There is a note in the Swift Docs that states the following:
Error handling in Swift resembles exception handling in other languages, with the use of
Unwinding the stack basically means that when an exception is thrown, the method is immediately interrupted, the caller of the method is immediately interrupted and so on until an exception handler (try-catch-finally
) is found or until we reach the top of the stack, when the exception usually ends in interrupting the current thread.
That works pretty well in languages with a garbage collector but in general it can lead to memory leaks in languages with manual memory management.
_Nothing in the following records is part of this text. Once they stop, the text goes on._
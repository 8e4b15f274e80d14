//! Customer dimension: primary customers enriched with supplementary
//! demographics and location.

use std::collections::BTreeMap;

use dwh_model::{Customer, CustomerDim, ErpCustomer, ErpLocation};

use crate::reconcile::prefer_known;
use crate::surrogate::{KeyIndex, assign_keys};

/// Builds the customer dimension, keyed in ascending `customer_id` order.
///
/// Supplementary rows join on the aligned customer number. Customers
/// without a match keep their primary attributes; country stays `None`
/// when no location row exists.
pub fn build_customer_dim(
    customers: &[Customer],
    demographics: &[ErpCustomer],
    locations: &[ErpLocation],
) -> (Vec<CustomerDim>, KeyIndex<i64>) {
    let demographics: BTreeMap<&str, &ErpCustomer> = demographics
        .iter()
        .map(|row| (row.customer_number.as_str(), row))
        .collect();
    let locations: BTreeMap<&str, &ErpLocation> = locations
        .iter()
        .map(|row| (row.customer_number.as_str(), row))
        .collect();

    let (keyed, index) = assign_keys(customers.to_vec(), |customer| customer.customer_id);
    let rows = keyed
        .into_iter()
        .map(|(customer_key, customer)| {
            let number = customer.customer_number.as_deref();
            let erp = number.and_then(|n| demographics.get(n).copied());
            let location = number.and_then(|n| locations.get(n).copied());
            CustomerDim {
                customer_key,
                customer_id: customer.customer_id,
                gender: prefer_known(customer.gender, erp.map(|row| row.gender)),
                birth_date: erp.and_then(|row| row.birth_date),
                country: location.map(|row| row.country.clone()),
                customer_number: customer.customer_number,
                first_name: customer.first_name,
                last_name: customer.last_name,
                marital_status: customer.marital_status,
                create_date: customer.create_date,
            }
        })
        .collect();
    (rows, index)
}

#[cfg(test)]
mod tests {
    use super::*;
    use chrono::NaiveDate;
    use dwh_model::{Gender, MaritalStatus};

    fn customer(id: i64, gender: Gender) -> Customer {
        Customer {
            customer_id: id,
            customer_number: Some(format!("AW000{id}")),
            first_name: Some("Jon".to_string()),
            last_name: Some("Yang".to_string()),
            marital_status: MaritalStatus::Married,
            gender,
            create_date: None,
        }
    }

    fn erp(number: &str, gender: Gender) -> ErpCustomer {
        ErpCustomer {
            customer_number: number.to_string(),
            birth_date: NaiveDate::from_ymd_opt(1971, 10, 6),
            gender,
        }
    }

    #[test]
    fn keys_follow_customer_id_order() {
        let (rows, index) = build_customer_dim(
            &[customer(11002, Gender::Male), customer(11000, Gender::Male)],
            &[],
            &[],
        );
        assert_eq!(rows[0].customer_id, 11000);
        assert_eq!(rows[0].customer_key, 1);
        assert_eq!(rows[1].customer_key, 2);
        assert_eq!(index.get(&11002), Some(2));
    }

    #[test]
    fn primary_gender_wins_unless_unknown() {
        let (rows, _) = build_customer_dim(
            &[customer(11000, Gender::Male), customer(11001, Gender::Unknown)],
            &[erp("AW00011000", Gender::Female), erp("AW00011001", Gender::Female)],
            &[],
        );
        assert_eq!(rows[0].gender, Gender::Male);
        assert_eq!(rows[1].gender, Gender::Female);
        assert_eq!(rows[1].birth_date, NaiveDate::from_ymd_opt(1971, 10, 6));
    }

    #[test]
    fn country_comes_from_location() {
        let (rows, _) = build_customer_dim(
            &[customer(11000, Gender::Male), customer(11001, Gender::Male)],
            &[],
            &[ErpLocation {
                customer_number: "AW00011000".to_string(),
                country: "Australia".to_string(),
            }],
        );
        assert_eq!(rows[0].country.as_deref(), Some("Australia"));
        assert_eq!(rows[1].country, None);
        assert_eq!(rows[1].birth_date, None);
    }
}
Also, since methods are interrupted in unexpected places, an exception often leads to undefined/unrecoverable program states.
That's why exception in all languages should be used sparingly and only to handle exceptional situations, not to handle normal program flow.
Obj-C exceptions weren't very good, with all the problems mentioned above (see NSException
, @try-@catch-@finally
), that's why nobody is using them. Instead, Obj-C came with error parameters (you pass a reference to a NSError
variable and if the method fails, the error gets assigned into that variable). See Error Handling in Objective-C
Swift just came with another syntax for NSError
. It's not a real exception handling (errors don't interrupt program execution). See Error Handling in Swift
Technically, every function/method that can throw an error in Swift only has an additional hidden parameter that is used to pass the error back to caller context.
If you want more information, just compare code in Swift 1.x and 2.x (1.x didn't have special grammar for error handling yet).